*** Data for review

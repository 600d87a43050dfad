//! Fortress structures, their upgrade costs and the power they grant.

use crate::error::ActionError;
use crate::ledger::{ResourceLedger, Resources};
use serde::{Deserialize, Serialize};
use std::fmt;

/// The three upgradable structures.
#[derive(Debug, Clone, Copy, PartialEq, Eq, Hash, Serialize, Deserialize)]
#[serde(rename_all = "lowercase")]
pub enum StructureKind {
    Wall,
    Tower,
    Hatchery,
}

impl StructureKind {
    pub const ALL: [StructureKind; 3] = [
        StructureKind::Wall,
        StructureKind::Tower,
        StructureKind::Hatchery,
    ];

    /// Cost of reaching `level` (1-indexed).
    pub fn cost(self, level: u32) -> Resources {
        match self {
            StructureKind::Wall => Resources::new(20 * level, 10 * level, 0),
            StructureKind::Tower => Resources::new(15 * level, 20 * level, 0),
            StructureKind::Hatchery => Resources::new(10 * level, 0, 15 * level),
        }
    }

    /// Power granted for reaching `level`.
    pub fn power_gain(self, level: u32) -> u32 {
        match self {
            StructureKind::Wall => 5 * level,
            StructureKind::Tower => 8 * level,
            StructureKind::Hatchery => 6 * level,
        }
    }

    pub fn title(self) -> &'static str {
        match self {
            StructureKind::Wall => "Walls",
            StructureKind::Tower => "Watchtower",
            StructureKind::Hatchery => "Hatchery",
        }
    }

    pub fn emoji(self) -> &'static str {
        match self {
            StructureKind::Wall => "🧱",
            StructureKind::Tower => "🏹",
            StructureKind::Hatchery => "🥚",
        }
    }
}

impl fmt::Display for StructureKind {
    fn fmt(&self, f: &mut fmt::Formatter<'_>) -> fmt::Result {
        match self {
            StructureKind::Wall => write!(f, "wall"),
            StructureKind::Tower => write!(f, "tower"),
            StructureKind::Hatchery => write!(f, "hatchery"),
        }
    }
}

impl std::str::FromStr for StructureKind {
    type Err = String;

    fn from_str(s: &str) -> Result<Self, Self::Err> {
        match s.trim().to_ascii_lowercase().as_str() {
            "wall" | "walls" => Ok(StructureKind::Wall),
            "tower" | "watchtower" => Ok(StructureKind::Tower),
            "hatchery" => Ok(StructureKind::Hatchery),
            other => Err(format!("unknown structure '{}'", other)),
        }
    }
}

/// Result of a successful upgrade.
#[derive(Debug, Clone, Copy, PartialEq, Eq, Serialize)]
pub struct BuildReport {
    pub kind: StructureKind,
    pub level: u32,
    pub cost: Resources,
    pub power_gain: u32,
}

/// Structure levels and the fortress's raid strength.
#[derive(Debug, Clone, Default, PartialEq, Eq, Serialize)]
pub struct FortressState {
    pub wall_level: u32,
    pub tower_level: u32,
    pub hatchery_level: u32,
    pub power: u32,
}

impl FortressState {
    pub fn level(&self, kind: StructureKind) -> u32 {
        match kind {
            StructureKind::Wall => self.wall_level,
            StructureKind::Tower => self.tower_level,
            StructureKind::Hatchery => self.hatchery_level,
        }
    }

    fn level_mut(&mut self, kind: StructureKind) -> &mut u32 {
        match kind {
            StructureKind::Wall => &mut self.wall_level,
            StructureKind::Tower => &mut self.tower_level,
            StructureKind::Hatchery => &mut self.hatchery_level,
        }
    }

    pub fn next_cost(&self, kind: StructureKind) -> Resources {
        kind.cost(self.level(kind) + 1)
    }

    pub fn can_afford(&self, kind: StructureKind, ledger: &ResourceLedger) -> bool {
        ledger.can_afford(&self.next_cost(kind))
    }

    pub fn add_power(&mut self, amount: u32) {
        self.power = self.power.saturating_add(amount);
    }

    /// Upgrade `kind` by one level, paying from `ledger`.
    ///
    /// Cost, level and power move together: either all three change or, on
    /// [`ActionError::InsufficientResources`], none do.
    pub fn build(
        &mut self,
        kind: StructureKind,
        ledger: &mut ResourceLedger,
    ) -> Result<BuildReport, ActionError> {
        let level = self.level(kind) + 1;
        let cost = kind.cost(level);
        if !ledger.spend(&cost) {
            return Err(ActionError::InsufficientResources {
                kind,
                cost,
                available: ledger.stock,
            });
        }
        *self.level_mut(kind) = level;
        let power_gain = kind.power_gain(level);
        self.add_power(power_gain);
        Ok(BuildReport {
            kind,
            level,
            cost,
            power_gain,
        })
    }
}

******

**Activity:**
Whenever "BuildReport" occurs in a line above, copy that line.

**Written solution:**
pub struct BuildReport {
    ) -> Result<BuildReport, ActionError> {
        Ok(BuildReport {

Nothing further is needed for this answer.